Es parte de lo que han sufrido estos meses los desplazados de guerra chiíes, tratados a menudo fuera de sus zonas como apestados (negándoles el alquiler al escuchar su nombre, que suele denotar la religión, o directamente expulsándolos), por miedo a que el edificio acabase convertido en objetivo israelí. En las conversaciones sin nombre ni apellidos en las zonas chiíes, sale que los cristianos pagarán algún día haberlos tratado como perros en un momento de necesidad. En las cristianas, se alegran, en cambio, de que Israel haya hecho el trabajo sucio de debilitar al Hezbolá militar, para que el político también pierda poder interno.

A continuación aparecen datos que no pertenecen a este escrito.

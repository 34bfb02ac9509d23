//! Corpus loader
//!
//! Walks one directory (non-recursively), keeps files with a supported
//! extension and turns each into a `Document`. A failure on one file is
//! recorded in the `IngestionReport` and never stops the pass.

use serde::{Deserialize, Serialize};
use std::path::{Path, PathBuf};
use std::sync::Arc;
use tracing::{debug, error, info, warn};

use crate::corpus::parsers::{DocumentParser, DocxParser, PdfParser};
use crate::errors::RagError;

/// Recognized document formats
#[derive(Debug, Clone, Copy, PartialEq, Eq, Hash, Serialize, Deserialize)]
pub enum DocumentFormat {
    Text,
    Markdown,
    Doc,
    Docx,
    Pdf,
}

impl DocumentFormat {
    /// Format for a path, by case-insensitive extension
    pub fn from_path(path: &Path) -> Option<Self> {
        let ext = path.extension()?.to_str()?.to_ascii_lowercase();
        match ext.as_str() {
            "txt" => Some(Self::Text),
            "md" => Some(Self::Markdown),
            "doc" => Some(Self::Doc),
            "docx" => Some(Self::Docx),
            "pdf" => Some(Self::Pdf),
            _ => None,
        }
    }

    /// Formats the loader decodes directly as UTF-8
    pub fn is_plain_text(&self) -> bool {
        matches!(self, Self::Text | Self::Markdown)
    }

    pub fn as_str(&self) -> &'static str {
        match self {
            Self::Text => "text",
            Self::Markdown => "markdown",
            Self::Doc => "doc",
            Self::Docx => "docx",
            Self::Pdf => "pdf",
        }
    }
}

/// A successfully read source file
#[derive(Debug, Clone, PartialEq, Eq)]
pub struct Document {
    pub content: String,
    /// File name, used as the source identifier
    pub source: String,
    pub path: PathBuf,
    pub format: DocumentFormat,
}

/// What happened to one directory entry
#[derive(Debug, Clone, PartialEq, Eq, Serialize, Deserialize)]
pub enum FileStatus {
    Loaded { chars: usize },
    SkippedEmpty,
    SkippedUnsupported { reason: String },
    FailedDecode { reason: String },
    Failed { reason: String },
}

/// Per-file detail line
#[derive(Debug, Clone, PartialEq, Eq, Serialize, Deserialize)]
pub struct FileOutcome {
    pub path: PathBuf,
    pub status: FileStatus,
}

/// Counters and per-file detail for one loader pass
#[derive(Debug, Clone, Default, PartialEq, Eq, Serialize, Deserialize)]
pub struct IngestionReport {
    pub loaded: usize,
    pub skipped_empty: usize,
    pub skipped_unsupported: usize,
    pub failed_decode: usize,
    pub failed_other: usize,
    pub files: Vec<FileOutcome>,
}

impl IngestionReport {
    /// Record one file and bump its counter
    pub fn record(&mut self, path: PathBuf, status: FileStatus) {
        match &status {
            FileStatus::Loaded { .. } => self.loaded += 1,
            FileStatus::SkippedEmpty => self.skipped_empty += 1,
            FileStatus::SkippedUnsupported { .. } => self.skipped_unsupported += 1,
            FileStatus::FailedDecode { .. } => self.failed_decode += 1,
            FileStatus::Failed { .. } => self.failed_other += 1,
        }
        self.files.push(FileOutcome { path, status });
    }

    /// Files that failed for any reason
    pub fn failed(&self) -> usize {
        self.failed_decode + self.failed_other
    }

    /// Files considered in this pass
    pub fn total(&self) -> usize {
        self.files.len()
    }

    /// True when no file was considered at all
    pub fn is_empty(&self) -> bool {
        self.files.is_empty()
    }

    /// One-line summary
    pub fn summary(&self) -> String {
        format!(
            "loaded {}, empty {}, unsupported {}, decode failures {}, other failures {}",
            self.loaded,
            self.skipped_empty,
            self.skipped_unsupported,
            self.failed_decode,
            self.failed_other
        )
    }
}

/// Directory loader with pluggable structured-format parsers
pub struct CorpusLoader {
    parsers: Vec<Arc<dyn DocumentParser>>,
}

impl CorpusLoader {
    /// Loader with the built-in PDF and Word parsers
    pub fn new() -> Self {
        Self {
            parsers: vec![Arc::new(PdfParser), Arc::new(DocxParser)],
        }
    }

    /// Loader that only understands plain text and markdown
    pub fn plain_text_only() -> Self {
        Self { parsers: Vec::new() }
    }

    /// Register an additional parser; later registrations win
    pub fn with_parser(mut self, parser: Arc<dyn DocumentParser>) -> Self {
        self.parsers.insert(0, parser);
        self
    }

    fn parser_for(&self, format: DocumentFormat) -> Option<&Arc<dyn DocumentParser>> {
        self.parsers.iter().find(|p| p.formats().contains(&format))
    }

    /// Load every supported file in `directory`
    ///
    /// A missing directory is not an error: the report is simply empty.
    pub async fn load(&self, directory: &Path) -> (Vec<Document>, IngestionReport) {
        let mut documents = Vec::new();
        let mut report = IngestionReport::default();

        let mut paths = match list_regular_files(directory).await {
            Ok(paths) => paths,
            Err(e) if e.kind() == std::io::ErrorKind::NotFound => {
                warn!(dir = %directory.display(), "document directory does not exist");
                return (documents, report);
            }
            Err(e) => {
                error!(dir = %directory.display(), error = %e, "cannot read document directory");
                return (documents, report);
            }
        };
        paths.sort();

        info!(dir = %directory.display(), files = paths.len(), "loading documents");

        for path in paths {
            let status = match self.load_file(&path).await {
                Ok(doc) => {
                    let chars = doc.content.chars().count();
                    info!(file = %doc.source, chars, "loaded");
                    documents.push(doc);
                    FileStatus::Loaded { chars }
                }
                Err(status) => {
                    log_skip(&path, &status);
                    status
                }
            };
            report.record(path, status);
        }

        info!("document loading finished: {}", report.summary());
        (documents, report)
    }

    async fn load_file(&self, path: &Path) -> std::result::Result<Document, FileStatus> {
        let format = match DocumentFormat::from_path(path) {
            Some(format) => format,
            None => {
                return Err(FileStatus::SkippedUnsupported {
                    reason: "extension not supported".to_string(),
                })
            }
        };

        let parser = if format.is_plain_text() {
            None
        } else {
            match self.parser_for(format) {
                Some(parser) => Some(parser.clone()),
                None => {
                    return Err(FileStatus::SkippedUnsupported {
                        reason: format!("no parser registered for {}", format.as_str()),
                    })
                }
            }
        };

        let bytes = tokio::fs::read(path).await.map_err(|e| FileStatus::Failed {
            reason: e.to_string(),
        })?;

        let content = match parser {
            None => decode_utf8(bytes).map_err(|reason| FileStatus::FailedDecode { reason })?,
            Some(parser) => parser.parse(path, bytes).await.map_err(|e| match e {
                RagError::DecodeFailure { reason, .. } => FileStatus::FailedDecode { reason },
                RagError::UnsupportedFormat { reason, .. } => {
                    FileStatus::SkippedUnsupported { reason }
                }
                other => FileStatus::Failed {
                    reason: other.to_string(),
                },
            })?,
        };

        if content.trim().is_empty() {
            return Err(FileStatus::SkippedEmpty);
        }

        let source = path
            .file_name()
            .map(|n| n.to_string_lossy().into_owned())
            .unwrap_or_else(|| path.display().to_string());

        Ok(Document {
            content,
            source,
            path: path.to_path_buf(),
            format,
        })
    }
}

impl Default for CorpusLoader {
    fn default() -> Self {
        Self::new()
    }
}

/// Regular files directly inside `directory` (symlinks followed)
async fn list_regular_files(directory: &Path) -> std::io::Result<Vec<PathBuf>> {
    let mut entries = tokio::fs::read_dir(directory).await?;
    let mut files = Vec::new();

    while let Some(entry) = entries.next_entry().await? {
        let path = entry.path();
        match tokio::fs::metadata(&path).await {
            Ok(meta) if meta.is_file() => files.push(path),
            Ok(_) => debug!(path = %path.display(), "skipping non-file entry"),
            Err(e) => debug!(path = %path.display(), error = %e, "skipping unreadable entry"),
        }
    }

    Ok(files)
}

/// Strict UTF-8 decode, dropping a leading byte-order mark
fn decode_utf8(bytes: Vec<u8>) -> std::result::Result<String, String> {
    let mut text = String::from_utf8(bytes).map_err(|e| e.utf8_error().to_string())?;
    if text.starts_with('\u{feff}') {
        text.remove(0);
    }
    Ok(text)
}

fn log_skip(path: &Path, status: &FileStatus) {
    let file = path.display();
    match status {
        FileStatus::SkippedEmpty => warn!(%file, "file is empty, skipping"),
        FileStatus::SkippedUnsupported { reason } => debug!(%file, %reason, "skipping"),
        FileStatus::FailedDecode { reason } => warn!(%file, %reason, "encoding error, skipping"),
        FileStatus::Failed { reason } => error!(%file, %reason, "failed to load"),
        FileStatus::Loaded { .. } => {}
    }
}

Si en la larga carretera que atraviesa Marjayún no recibieron a las tanquetas del ejército libanés con arroz ni pétalos de flores es, en parte, porque no habían dejado de pasar. Pero hoy se ven bastantes más, para alegría de sus vecinos, como Tony. “Nos tranquiliza verlos, nos da confianza”, dice frente a uno de los escasos comercios abiertos, que parecen vanos entre filas enteras de persianas cerradas. “Tengo mucha esperanza de que las Fuerzas Armadas puedan cumplir su misión y salgamos de esta negra situación. Hasta ahora, estaban, pero no vigilaban. En cualquier país, el que protege es el ejército”.
Tony (prefiere no dar su apellido) es de los pocos que permaneció todo el conflicto en Marjayún, así que no le preocupa demasiado la regular salud que está mostrando el alto el fuego en sus primeros días, con una veintena de ataques (alguno se oye de repente de fondo durante la conversación) de Israel, que ha prometido mano dura ante cualquier intento de Hezbolá de reagruparse en el sur. “Esta no es nuestra guerra”, resume. “No es una guerra libanesa. Es una guerra entre Irán e Israel”.